Reflective question: Will you offer up to Jesus all that you have ever suffered or are suffering now, ‘the sufferings of the present time,’ and in the offering see how He can touch and transform all into something good for you? Romans 8:28 remains a trustworthy promise.
Reflective scripture: 2 Corinthians 4:16-18 “Therefore we do not lose heart. For our light and momentary troubles are achieving for us an eternal glory that far outweighs them all. So we fix our eyes not on what is seen, but on what is unseen. For what is seen is temporary, but what is unseen is eternal.”
Reflective hymn: “What a Day That Will Be” – Jim Hill (1930- )
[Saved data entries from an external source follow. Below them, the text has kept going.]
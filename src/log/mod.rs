//! The partitioned event log the engine reads from and writes to.
//!
//! [`EventLog`] is the whole contract the engine relies on: named topics split
//! into partitions, records addressed by offset, a deterministic key to
//! partition mapping, and per-group committed positions. [`InMemoryLog`] is the
//! in-process implementation used by the CLI and the tests.

mod memory;
pub mod partitioner;

pub use memory::InMemoryLog;
pub use partitioner::partition_for;

use async_trait::async_trait;
use chrono::{DateTime, Utc};
use serde::{Deserialize, Serialize};
use serde_json::Value;
use std::sync::Arc;
use tokio::sync::Notify;

use crate::error::LogError;

/// A record stored in a topic partition.
///
/// A `None` value is a tombstone: the key was deleted from the table the
/// topic describes.
#[derive(Debug, Clone, PartialEq, Serialize, Deserialize)]
pub struct Record {
    pub topic: String,
    pub partition: u32,
    pub offset: u64,
    pub key: String,
    pub value: Option<Value>,
    pub timestamp: DateTime<Utc>,
}

/// A record on its way into the log.
#[derive(Debug, Clone, PartialEq)]
pub struct ProducerRecord {
    pub topic: String,
    /// Explicit partition; derived from the key when `None`.
    pub partition: Option<u32>,
    pub key: String,
    pub value: Option<Value>,
    pub timestamp: DateTime<Utc>,
}

impl ProducerRecord {
    pub fn keyed(topic: &str, key: &str, value: Value, timestamp: DateTime<Utc>) -> Self {
        Self {
            topic: topic.to_string(),
            partition: None,
            key: key.to_string(),
            value: Some(value),
            timestamp,
        }
    }

    pub fn to_partition(mut self, partition: u32) -> Self {
        self.partition = Some(partition);
        self
    }
}

/// Where an appended record ended up.
#[derive(Debug, Clone, Copy, PartialEq, Eq)]
pub struct RecordMetadata {
    pub partition: u32,
    pub offset: u64,
}

#[async_trait]
pub trait EventLog: Send + Sync {
    /// Creates `topic` with `partitions` partitions. Creating an existing
    /// topic with the same partition count is a no-op.
    async fn create_topic(&self, topic: &str, partitions: u32) -> Result<(), LogError>;

    async fn partition_count(&self, topic: &str) -> Result<u32, LogError>;

    /// All topics with their partition counts, sorted by name.
    async fn list_topics(&self) -> Vec<(String, u32)>;

    /// Appends one record and returns once it is durable in the log.
    async fn produce(&self, record: ProducerRecord) -> Result<RecordMetadata, LogError>;

    /// Reads up to `max` records of one partition starting at `offset`.
    async fn fetch(
        &self,
        topic: &str,
        partition: u32,
        offset: u64,
        max: usize,
    ) -> Result<Vec<Record>, LogError>;

    /// Offset the next appended record of the partition will receive.
    async fn end_offset(&self, topic: &str, partition: u32) -> Result<u64, LogError>;

    async fn commit(
        &self,
        group: &str,
        topic: &str,
        partition: u32,
        offset: u64,
    ) -> Result<(), LogError>;

    async fn committed(
        &self,
        group: &str,
        topic: &str,
        partition: u32,
    ) -> Result<Option<u64>, LogError>;

    /// Notified after every successful append.
    fn append_signal(&self) -> Arc<Notify>;
}
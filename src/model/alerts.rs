use chrono::{DateTime, Utc};
use serde::{Deserialize, Serialize};

/// Where and when a matatu was last heard from. Value of `matatu-last-seen-store`.
///
/// `alerted` is set once an off-grid alert has been raised for the current
/// silence and cleared by the next ping.
#[derive(Debug, Clone, PartialEq, Serialize, Deserialize)]
#[serde(rename_all = "camelCase")]
pub struct MatatuLastSeen {
    pub matatu_id: String,
    pub route_id: String,
    pub route_name: String,
    pub last_latitude: f64,
    pub last_longitude: f64,
    pub last_seen_at: DateTime<Utc>,
    #[serde(default)]
    pub alerted: bool,
}

/// Raised when a matatu stays silent longer than the configured threshold.
#[derive(Debug, Clone, PartialEq, Serialize, Deserialize)]
#[serde(rename_all = "camelCase")]
pub struct OffGridAlert {
    pub matatu_id: String,
    pub route_id: String,
    pub route_name: String,
    pub last_known_latitude: f64,
    pub last_known_longitude: f64,
    pub silence_duration_ms: i64,
    pub last_seen_at: DateTime<Utc>,
    pub alert_raised_at: DateTime<Utc>,
}

impl OffGridAlert {
    pub fn for_silence(last_seen: &MatatuLastSeen, now: DateTime<Utc>) -> Self {
        Self {
            matatu_id: last_seen.matatu_id.clone(),
            route_id: last_seen.route_id.clone(),
            route_name: last_seen.route_name.clone(),
            last_known_latitude: last_seen.last_latitude,
            last_known_longitude: last_seen.last_longitude,
            silence_duration_ms: (now - last_seen.last_seen_at).num_milliseconds(),
            last_seen_at: last_seen.last_seen_at,
            alert_raised_at: now,
        }
    }
}
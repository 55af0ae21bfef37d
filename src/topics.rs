//! Topic catalogue.

pub const LOCATION: &str = "matatu.location";
pub const FARES: &str = "matatu.fares";

pub const SPEED_ALERTS: &str = "matatu.speed.alerts";
pub const LOCATION_ENRICHED: &str = "matatu.location.enriched";
pub const FARES_FAILED: &str = "matatu.fares.failed";

pub const PASSENGER_COUNTS: &str = "matatu.passenger.counts";
pub const SACCO_REVENUE: &str = "matatu.sacco.revenue";
pub const OFFGRID_ALERTS: &str = "matatu.offgrid.alerts";
pub const ROUTE_OCCUPANCY: &str = "matatu.route.occupancy";

/// Input topics, written only by the producer API.
pub const INPUTS: &[&str] = &[LOCATION, FARES];

/// Topics the topology writes for outside readers.
pub const OUTPUTS: &[&str] = &[
    SPEED_ALERTS,
    LOCATION_ENRICHED,
    FARES_FAILED,
    PASSENGER_COUNTS,
    SACCO_REVENUE,
    OFFGRID_ALERTS,
    ROUTE_OCCUPANCY,
];

/// Internal topic used to move records onto a new key's partition.
pub fn repartition(application_id: &str, name: &str) -> String {
    format!("{application_id}-{name}-repartition")
}

/// Internal topic recording every mutation of a state store.
pub fn changelog(application_id: &str, store: &str) -> String {
    format!("{application_id}-{store}-changelog")
}
use chrono::{DateTime, Utc};
use rust_decimal::Decimal;
use serde::{Deserialize, Serialize};

#[derive(Debug, Clone, Copy, PartialEq, Eq, Hash, Serialize, Deserialize)]
#[serde(rename_all = "UPPERCASE")]
pub enum PaymentMethod {
    Mpesa,
    Cash,
    Card,
}

#[derive(Debug, Clone, Copy, PartialEq, Eq, Hash, Serialize, Deserialize)]
#[serde(rename_all = "UPPERCASE")]
pub enum PaymentStatus {
    Success,
    Failed,
    Pending,
}

/// A fare payment collected on board, keyed by `matatu_id` on `matatu.fares`.
#[derive(Debug, Clone, PartialEq, Serialize, Deserialize)]
#[serde(rename_all = "camelCase")]
pub struct FareEvent {
    pub transaction_id: String,
    pub matatu_id: String,
    pub passenger_id: String,
    pub amount_kes: Decimal,
    pub payment_method: PaymentMethod,
    pub status: PaymentStatus,
    pub timestamp: DateTime<Utc>,
}

impl FareEvent {
    pub fn is_success(&self) -> bool {
        self.status == PaymentStatus::Success
    }
}

#[cfg(test)]
mod tests {
    use super::*;

    #[test]
    fn test_status_and_method_serialize_uppercase() {
        assert_eq!(
            serde_json::to_string(&PaymentStatus::Failed).unwrap(),
            "\"FAILED\""
        );
        assert_eq!(
            serde_json::to_string(&PaymentMethod::Mpesa).unwrap(),
            "\"MPESA\""
        );
    }

    #[test]
    fn test_fare_accepts_numeric_amount() {
        let json = r#"{
            "transactionId": "TXN-1001",
            "matatuId": "KBZ 123A",
            "passengerId": "PAX-7",
            "amountKes": 70,
            "paymentMethod": "CASH",
            "status": "SUCCESS",
            "timestamp": "2024-05-01T08:00:00Z"
        }"#;

        let fare: FareEvent = serde_json::from_str(json).unwrap();
        assert_eq!(fare.amount_kes, Decimal::from(70));
        assert!(fare.is_success());
    }
}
There is coming a day when no heartaches shall come,
no more clouds in the sky, no more tears to dim the eye.
All is peace forevermore, on that happy, golden shore, what a day, glorious day, that will be.
What a day that will be when my Jesus I shall see,
When I look upon His face - the one who saved me by His grace.
When He takes me by the hand and leads me thro’ the promised land,
What a day, glorious day, that will be.